[Dataset entries]
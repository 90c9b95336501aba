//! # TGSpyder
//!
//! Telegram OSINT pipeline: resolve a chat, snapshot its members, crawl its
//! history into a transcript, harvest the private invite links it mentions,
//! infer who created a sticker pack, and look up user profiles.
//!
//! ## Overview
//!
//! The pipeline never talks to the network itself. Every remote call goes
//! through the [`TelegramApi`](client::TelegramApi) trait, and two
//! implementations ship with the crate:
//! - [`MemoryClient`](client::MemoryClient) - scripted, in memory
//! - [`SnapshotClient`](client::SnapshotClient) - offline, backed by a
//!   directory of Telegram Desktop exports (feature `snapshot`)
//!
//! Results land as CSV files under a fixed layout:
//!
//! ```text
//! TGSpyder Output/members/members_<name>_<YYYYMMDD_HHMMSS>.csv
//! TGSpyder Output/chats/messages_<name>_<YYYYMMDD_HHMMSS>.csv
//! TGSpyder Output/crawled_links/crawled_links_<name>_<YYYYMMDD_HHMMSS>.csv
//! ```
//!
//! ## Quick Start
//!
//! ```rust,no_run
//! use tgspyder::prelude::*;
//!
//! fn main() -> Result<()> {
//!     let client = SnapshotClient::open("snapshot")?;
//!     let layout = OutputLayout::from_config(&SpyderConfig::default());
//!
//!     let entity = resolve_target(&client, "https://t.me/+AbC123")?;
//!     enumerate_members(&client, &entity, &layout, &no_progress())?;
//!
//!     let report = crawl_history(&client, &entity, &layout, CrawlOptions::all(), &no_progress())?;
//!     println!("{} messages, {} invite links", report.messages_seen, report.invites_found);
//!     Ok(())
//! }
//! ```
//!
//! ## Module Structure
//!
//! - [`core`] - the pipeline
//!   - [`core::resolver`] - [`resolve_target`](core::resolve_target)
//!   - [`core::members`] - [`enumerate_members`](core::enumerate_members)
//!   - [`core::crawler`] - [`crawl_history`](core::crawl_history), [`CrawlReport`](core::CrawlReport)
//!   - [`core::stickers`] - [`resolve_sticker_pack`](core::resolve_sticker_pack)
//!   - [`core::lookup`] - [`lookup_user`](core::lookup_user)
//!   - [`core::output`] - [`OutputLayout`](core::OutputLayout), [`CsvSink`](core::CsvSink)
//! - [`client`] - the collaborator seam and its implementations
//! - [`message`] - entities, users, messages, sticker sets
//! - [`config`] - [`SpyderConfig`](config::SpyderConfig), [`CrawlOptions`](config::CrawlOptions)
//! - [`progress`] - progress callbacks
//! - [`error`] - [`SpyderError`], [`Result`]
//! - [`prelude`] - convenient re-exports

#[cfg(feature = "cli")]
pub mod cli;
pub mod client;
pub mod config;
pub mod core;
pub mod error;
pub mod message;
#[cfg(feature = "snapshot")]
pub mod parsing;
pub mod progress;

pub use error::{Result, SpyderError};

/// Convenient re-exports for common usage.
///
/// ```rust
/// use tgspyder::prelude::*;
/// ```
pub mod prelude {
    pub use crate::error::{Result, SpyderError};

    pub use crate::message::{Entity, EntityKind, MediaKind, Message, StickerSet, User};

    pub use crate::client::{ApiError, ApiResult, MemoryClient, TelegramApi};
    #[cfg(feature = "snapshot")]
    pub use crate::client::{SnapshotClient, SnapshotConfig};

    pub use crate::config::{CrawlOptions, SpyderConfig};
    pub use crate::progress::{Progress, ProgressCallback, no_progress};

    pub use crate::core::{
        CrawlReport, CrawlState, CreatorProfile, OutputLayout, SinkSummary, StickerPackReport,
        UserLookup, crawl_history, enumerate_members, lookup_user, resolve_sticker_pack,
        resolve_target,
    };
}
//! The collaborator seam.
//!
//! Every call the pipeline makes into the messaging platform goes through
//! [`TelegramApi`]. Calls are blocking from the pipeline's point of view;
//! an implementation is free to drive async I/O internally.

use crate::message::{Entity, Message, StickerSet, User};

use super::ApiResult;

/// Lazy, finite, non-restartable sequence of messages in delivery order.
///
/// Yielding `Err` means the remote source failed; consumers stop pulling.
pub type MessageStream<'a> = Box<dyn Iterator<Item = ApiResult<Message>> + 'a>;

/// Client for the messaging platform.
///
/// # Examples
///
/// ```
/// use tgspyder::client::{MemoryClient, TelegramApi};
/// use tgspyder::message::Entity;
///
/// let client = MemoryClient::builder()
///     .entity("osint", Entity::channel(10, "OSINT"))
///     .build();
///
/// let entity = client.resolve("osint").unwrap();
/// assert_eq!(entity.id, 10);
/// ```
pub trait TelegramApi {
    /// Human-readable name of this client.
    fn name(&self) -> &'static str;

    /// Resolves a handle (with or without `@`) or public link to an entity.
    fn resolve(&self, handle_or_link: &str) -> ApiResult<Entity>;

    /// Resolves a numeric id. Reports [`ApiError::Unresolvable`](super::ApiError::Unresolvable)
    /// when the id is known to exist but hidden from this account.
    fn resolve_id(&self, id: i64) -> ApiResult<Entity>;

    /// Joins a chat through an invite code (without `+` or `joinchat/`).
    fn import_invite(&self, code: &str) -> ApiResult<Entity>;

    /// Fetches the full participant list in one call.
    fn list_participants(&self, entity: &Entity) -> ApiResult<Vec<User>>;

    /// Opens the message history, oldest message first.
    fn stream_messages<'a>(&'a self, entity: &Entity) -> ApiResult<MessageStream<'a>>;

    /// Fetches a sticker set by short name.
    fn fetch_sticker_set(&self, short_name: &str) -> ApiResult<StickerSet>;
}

==

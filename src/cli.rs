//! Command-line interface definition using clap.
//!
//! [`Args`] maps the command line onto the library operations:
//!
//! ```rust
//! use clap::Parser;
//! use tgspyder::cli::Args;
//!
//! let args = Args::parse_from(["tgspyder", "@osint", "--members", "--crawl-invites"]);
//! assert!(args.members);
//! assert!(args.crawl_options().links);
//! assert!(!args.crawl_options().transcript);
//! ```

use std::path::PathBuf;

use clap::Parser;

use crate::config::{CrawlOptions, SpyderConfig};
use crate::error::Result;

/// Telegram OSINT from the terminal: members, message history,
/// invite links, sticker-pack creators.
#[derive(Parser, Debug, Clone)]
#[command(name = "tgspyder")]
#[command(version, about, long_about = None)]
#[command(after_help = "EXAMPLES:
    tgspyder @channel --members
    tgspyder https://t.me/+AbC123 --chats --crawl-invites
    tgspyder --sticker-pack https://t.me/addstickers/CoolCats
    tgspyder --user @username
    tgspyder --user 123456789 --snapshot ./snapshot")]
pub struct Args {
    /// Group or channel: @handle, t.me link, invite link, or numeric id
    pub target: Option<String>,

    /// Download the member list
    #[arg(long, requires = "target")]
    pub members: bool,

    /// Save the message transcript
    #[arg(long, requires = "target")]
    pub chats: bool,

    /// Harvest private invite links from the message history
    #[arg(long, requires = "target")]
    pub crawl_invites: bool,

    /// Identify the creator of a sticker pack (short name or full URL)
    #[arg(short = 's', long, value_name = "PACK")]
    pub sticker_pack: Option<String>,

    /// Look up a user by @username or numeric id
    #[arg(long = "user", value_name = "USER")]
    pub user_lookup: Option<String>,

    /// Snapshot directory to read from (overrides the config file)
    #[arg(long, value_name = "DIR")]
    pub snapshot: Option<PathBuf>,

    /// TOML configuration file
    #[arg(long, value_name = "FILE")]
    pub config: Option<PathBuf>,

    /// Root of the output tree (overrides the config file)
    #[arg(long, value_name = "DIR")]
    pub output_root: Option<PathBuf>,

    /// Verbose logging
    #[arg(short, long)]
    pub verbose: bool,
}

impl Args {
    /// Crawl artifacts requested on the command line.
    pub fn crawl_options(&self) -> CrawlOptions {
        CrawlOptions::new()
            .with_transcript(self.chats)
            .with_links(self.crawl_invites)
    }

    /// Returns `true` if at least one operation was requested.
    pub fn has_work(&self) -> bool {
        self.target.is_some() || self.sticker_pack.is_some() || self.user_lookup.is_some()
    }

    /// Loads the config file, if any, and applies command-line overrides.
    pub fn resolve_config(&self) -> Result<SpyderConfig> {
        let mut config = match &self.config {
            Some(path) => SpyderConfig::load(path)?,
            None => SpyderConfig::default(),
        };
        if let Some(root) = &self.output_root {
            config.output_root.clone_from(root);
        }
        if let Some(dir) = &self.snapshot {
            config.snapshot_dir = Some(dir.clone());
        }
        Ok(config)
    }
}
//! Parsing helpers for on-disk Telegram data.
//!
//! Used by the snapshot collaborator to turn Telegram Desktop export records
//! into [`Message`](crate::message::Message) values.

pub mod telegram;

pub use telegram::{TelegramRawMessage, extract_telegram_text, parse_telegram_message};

...

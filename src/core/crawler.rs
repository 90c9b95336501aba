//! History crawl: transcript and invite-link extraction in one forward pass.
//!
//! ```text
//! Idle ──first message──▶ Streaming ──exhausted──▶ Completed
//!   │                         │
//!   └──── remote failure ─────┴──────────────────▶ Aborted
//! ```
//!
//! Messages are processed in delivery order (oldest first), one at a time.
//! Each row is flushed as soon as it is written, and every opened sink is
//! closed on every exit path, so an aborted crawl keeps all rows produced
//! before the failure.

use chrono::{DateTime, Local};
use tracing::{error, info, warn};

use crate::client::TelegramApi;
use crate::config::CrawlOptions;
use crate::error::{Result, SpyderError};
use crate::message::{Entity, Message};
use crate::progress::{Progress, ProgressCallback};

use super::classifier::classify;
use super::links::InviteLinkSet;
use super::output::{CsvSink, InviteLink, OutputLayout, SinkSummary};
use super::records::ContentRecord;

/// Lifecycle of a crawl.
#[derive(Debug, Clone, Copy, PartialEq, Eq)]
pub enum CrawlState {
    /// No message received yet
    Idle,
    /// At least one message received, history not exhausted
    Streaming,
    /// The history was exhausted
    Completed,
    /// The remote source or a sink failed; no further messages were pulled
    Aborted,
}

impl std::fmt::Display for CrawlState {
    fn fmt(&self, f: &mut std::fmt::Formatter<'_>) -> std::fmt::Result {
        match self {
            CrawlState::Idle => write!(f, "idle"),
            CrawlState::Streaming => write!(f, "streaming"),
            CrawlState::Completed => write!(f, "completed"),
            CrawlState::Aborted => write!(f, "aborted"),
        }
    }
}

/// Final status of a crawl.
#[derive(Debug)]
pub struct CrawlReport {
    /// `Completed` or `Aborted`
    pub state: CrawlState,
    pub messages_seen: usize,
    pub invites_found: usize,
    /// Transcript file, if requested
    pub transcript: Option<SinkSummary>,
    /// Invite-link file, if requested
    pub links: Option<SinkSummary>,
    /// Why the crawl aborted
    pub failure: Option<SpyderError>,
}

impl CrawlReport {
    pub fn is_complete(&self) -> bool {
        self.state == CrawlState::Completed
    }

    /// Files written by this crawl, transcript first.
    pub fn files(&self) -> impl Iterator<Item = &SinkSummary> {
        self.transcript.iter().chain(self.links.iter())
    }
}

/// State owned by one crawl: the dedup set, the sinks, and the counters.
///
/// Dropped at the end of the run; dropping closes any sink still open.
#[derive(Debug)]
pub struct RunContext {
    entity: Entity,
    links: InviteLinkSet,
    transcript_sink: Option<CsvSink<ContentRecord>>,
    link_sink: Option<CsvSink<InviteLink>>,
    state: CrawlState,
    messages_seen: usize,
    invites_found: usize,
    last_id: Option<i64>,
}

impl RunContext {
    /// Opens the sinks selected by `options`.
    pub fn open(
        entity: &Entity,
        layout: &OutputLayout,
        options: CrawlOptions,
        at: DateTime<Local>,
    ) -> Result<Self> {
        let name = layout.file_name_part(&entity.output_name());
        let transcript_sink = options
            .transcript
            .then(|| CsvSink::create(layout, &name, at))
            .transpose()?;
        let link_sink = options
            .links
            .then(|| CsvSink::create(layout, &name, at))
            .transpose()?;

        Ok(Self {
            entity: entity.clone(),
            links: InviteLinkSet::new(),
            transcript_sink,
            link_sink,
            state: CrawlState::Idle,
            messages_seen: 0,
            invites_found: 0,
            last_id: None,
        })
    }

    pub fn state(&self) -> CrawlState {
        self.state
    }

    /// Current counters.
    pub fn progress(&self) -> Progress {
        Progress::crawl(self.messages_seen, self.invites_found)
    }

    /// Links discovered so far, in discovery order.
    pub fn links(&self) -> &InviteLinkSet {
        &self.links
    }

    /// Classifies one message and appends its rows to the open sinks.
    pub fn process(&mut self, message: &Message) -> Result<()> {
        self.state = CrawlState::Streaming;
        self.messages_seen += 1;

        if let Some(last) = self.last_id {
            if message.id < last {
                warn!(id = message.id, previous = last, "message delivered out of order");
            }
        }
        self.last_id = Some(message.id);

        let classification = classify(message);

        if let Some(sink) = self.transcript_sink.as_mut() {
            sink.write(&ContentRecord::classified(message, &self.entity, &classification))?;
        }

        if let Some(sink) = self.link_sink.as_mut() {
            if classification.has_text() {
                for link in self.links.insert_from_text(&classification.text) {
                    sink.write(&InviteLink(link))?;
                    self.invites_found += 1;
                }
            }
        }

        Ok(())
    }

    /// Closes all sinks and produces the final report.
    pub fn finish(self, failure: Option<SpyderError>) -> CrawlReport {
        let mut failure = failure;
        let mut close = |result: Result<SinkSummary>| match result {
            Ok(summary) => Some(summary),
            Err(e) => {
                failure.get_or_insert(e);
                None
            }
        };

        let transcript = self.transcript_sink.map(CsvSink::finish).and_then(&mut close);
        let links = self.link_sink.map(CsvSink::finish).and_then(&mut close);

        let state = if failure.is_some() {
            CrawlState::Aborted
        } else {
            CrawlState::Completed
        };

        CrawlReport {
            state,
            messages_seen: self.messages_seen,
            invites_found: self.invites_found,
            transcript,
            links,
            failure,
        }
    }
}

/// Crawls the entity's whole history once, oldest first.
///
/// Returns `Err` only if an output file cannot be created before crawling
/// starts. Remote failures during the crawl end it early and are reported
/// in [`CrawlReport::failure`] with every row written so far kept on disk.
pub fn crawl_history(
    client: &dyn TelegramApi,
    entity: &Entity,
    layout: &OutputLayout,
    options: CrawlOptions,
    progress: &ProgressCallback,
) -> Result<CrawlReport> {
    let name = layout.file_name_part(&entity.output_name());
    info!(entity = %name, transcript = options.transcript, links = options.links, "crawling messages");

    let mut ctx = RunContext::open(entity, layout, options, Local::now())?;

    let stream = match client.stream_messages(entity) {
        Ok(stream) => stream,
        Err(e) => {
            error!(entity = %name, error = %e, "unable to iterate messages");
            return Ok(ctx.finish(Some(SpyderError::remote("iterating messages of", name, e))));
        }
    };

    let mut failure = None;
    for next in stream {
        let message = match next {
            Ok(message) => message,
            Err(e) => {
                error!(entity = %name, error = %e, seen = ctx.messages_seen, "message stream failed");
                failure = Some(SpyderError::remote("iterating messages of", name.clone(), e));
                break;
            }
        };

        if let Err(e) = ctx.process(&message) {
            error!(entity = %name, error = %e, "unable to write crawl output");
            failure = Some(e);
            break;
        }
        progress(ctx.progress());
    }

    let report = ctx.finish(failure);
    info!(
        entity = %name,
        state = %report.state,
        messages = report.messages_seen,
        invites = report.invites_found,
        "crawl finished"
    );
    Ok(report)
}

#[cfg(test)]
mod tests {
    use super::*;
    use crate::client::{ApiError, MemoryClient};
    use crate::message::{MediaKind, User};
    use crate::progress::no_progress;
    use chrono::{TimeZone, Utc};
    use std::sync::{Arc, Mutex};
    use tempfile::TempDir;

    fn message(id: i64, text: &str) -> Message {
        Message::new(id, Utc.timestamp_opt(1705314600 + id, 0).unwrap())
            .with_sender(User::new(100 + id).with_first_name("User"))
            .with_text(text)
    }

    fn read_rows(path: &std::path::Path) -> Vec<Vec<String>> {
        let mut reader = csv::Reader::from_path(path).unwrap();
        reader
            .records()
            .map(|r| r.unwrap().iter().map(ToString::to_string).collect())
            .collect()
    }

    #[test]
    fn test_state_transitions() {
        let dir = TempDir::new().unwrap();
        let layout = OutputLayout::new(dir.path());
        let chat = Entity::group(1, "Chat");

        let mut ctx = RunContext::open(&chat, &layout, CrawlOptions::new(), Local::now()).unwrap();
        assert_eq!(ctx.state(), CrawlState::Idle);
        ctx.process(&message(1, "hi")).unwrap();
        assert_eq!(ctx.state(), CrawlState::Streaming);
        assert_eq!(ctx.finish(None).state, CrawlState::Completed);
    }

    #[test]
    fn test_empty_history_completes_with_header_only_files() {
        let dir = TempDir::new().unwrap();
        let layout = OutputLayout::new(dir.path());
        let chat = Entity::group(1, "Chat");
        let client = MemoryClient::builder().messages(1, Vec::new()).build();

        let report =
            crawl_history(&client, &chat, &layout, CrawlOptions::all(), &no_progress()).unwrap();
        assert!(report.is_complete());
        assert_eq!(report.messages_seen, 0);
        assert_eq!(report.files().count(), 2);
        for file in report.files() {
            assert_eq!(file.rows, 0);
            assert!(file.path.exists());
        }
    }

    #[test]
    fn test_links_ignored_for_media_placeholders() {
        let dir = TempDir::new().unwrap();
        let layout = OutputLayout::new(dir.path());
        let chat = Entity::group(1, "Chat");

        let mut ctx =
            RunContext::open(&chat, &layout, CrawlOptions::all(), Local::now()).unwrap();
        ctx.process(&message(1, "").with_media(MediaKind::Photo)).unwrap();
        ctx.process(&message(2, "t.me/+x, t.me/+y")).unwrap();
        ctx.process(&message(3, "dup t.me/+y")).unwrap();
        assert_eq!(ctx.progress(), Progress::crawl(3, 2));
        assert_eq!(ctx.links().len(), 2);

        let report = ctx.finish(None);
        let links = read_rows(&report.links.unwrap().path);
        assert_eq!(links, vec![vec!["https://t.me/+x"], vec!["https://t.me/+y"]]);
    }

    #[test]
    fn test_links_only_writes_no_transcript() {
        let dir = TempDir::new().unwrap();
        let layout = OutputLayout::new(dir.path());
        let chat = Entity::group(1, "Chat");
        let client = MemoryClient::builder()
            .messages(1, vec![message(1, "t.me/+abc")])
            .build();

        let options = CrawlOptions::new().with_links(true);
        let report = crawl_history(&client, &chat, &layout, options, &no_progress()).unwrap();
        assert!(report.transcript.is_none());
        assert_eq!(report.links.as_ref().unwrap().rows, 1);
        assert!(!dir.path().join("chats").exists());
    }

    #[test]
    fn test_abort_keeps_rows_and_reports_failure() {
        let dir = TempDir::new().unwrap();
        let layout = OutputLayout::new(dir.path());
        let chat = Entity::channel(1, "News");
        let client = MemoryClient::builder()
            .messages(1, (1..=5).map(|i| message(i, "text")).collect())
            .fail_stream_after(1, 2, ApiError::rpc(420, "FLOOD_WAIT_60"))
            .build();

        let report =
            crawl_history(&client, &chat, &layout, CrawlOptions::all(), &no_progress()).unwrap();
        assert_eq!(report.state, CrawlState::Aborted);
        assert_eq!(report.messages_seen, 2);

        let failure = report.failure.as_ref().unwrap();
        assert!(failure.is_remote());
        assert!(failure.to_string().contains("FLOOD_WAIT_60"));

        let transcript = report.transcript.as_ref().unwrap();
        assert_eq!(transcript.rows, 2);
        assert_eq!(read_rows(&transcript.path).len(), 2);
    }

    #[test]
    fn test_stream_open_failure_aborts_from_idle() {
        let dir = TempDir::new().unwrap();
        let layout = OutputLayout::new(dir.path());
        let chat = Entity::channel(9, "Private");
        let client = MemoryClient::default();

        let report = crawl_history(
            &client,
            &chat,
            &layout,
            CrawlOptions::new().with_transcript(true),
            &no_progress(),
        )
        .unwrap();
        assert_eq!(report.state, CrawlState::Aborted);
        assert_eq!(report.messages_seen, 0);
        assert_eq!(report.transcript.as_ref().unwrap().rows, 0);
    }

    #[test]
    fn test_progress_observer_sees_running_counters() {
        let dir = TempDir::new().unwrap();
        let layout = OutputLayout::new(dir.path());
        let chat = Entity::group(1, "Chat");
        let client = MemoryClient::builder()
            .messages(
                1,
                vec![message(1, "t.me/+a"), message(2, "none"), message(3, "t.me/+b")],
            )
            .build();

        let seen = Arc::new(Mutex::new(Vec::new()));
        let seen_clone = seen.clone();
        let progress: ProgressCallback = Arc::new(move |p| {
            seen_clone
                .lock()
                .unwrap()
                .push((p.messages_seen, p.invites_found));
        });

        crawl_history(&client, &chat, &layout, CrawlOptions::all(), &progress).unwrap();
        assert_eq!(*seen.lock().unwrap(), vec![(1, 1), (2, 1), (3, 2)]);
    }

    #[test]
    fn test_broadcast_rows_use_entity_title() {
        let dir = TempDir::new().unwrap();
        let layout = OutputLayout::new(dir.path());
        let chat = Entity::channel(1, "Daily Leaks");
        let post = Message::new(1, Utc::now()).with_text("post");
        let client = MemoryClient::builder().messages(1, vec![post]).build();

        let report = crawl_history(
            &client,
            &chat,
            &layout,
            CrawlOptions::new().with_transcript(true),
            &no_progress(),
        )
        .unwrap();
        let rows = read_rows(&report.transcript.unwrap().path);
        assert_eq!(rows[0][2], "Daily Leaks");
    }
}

#### [WORK REQUIRED]
Which lines above run from the one containing "link, or numeric id" down to the one containing "TOML configuration file"? Repeat exactly those, both ends included, and nothing else.

#### [SOLVED EXERCISE]
    /// Group or channel: @handle, t.me link, invite link, or numeric id
    pub target: Option<String>,

    /// Download the member list
    #[arg(long, requires = "target")]
    pub members: bool,

    /// Save the message transcript
    #[arg(long, requires = "target")]
    pub chats: bool,

    /// Harvest private invite links from the message history
    #[arg(long, requires = "target")]
    pub crawl_invites: bool,

    /// Identify the creator of a sticker pack (short name or full URL)
    #[arg(short = 's', long, value_name = "PACK")]
    pub sticker_pack: Option<String>,

    /// Look up a user by @username or numeric id
    #[arg(long = "user", value_name = "USER")]
    pub user_lookup: Option<String>,

    /// Snapshot directory to read from (overrides the config file)
    #[arg(long, value_name = "DIR")]
    pub snapshot: Option<PathBuf>,

    /// TOML configuration file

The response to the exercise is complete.